EXERCISE DESCRIPTION:
Whatever appears in the listing, return all of it exactly.

--- START ---

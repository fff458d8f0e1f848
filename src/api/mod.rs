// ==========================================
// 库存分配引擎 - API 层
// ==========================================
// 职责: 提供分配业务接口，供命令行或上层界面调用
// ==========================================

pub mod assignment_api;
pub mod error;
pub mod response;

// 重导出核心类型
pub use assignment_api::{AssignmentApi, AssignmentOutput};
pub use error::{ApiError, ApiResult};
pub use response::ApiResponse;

--- END ---

SOLUTION TO THIS TASK:
repository fff458d8f0e1f848
filename src/api/mod.rs
// ==========================================
// 库存分配引擎 - API 层
// ==========================================
// 职责: 提供分配业务接口，供命令行或上层界面调用
// ==========================================

pub mod assignment_api;
pub mod error;
pub mod response;

// 重导出核心类型
pub use assignment_api::{AssignmentApi, AssignmentOutput};
pub use error::{ApiError, ApiResult};
pub use response::ApiResponse;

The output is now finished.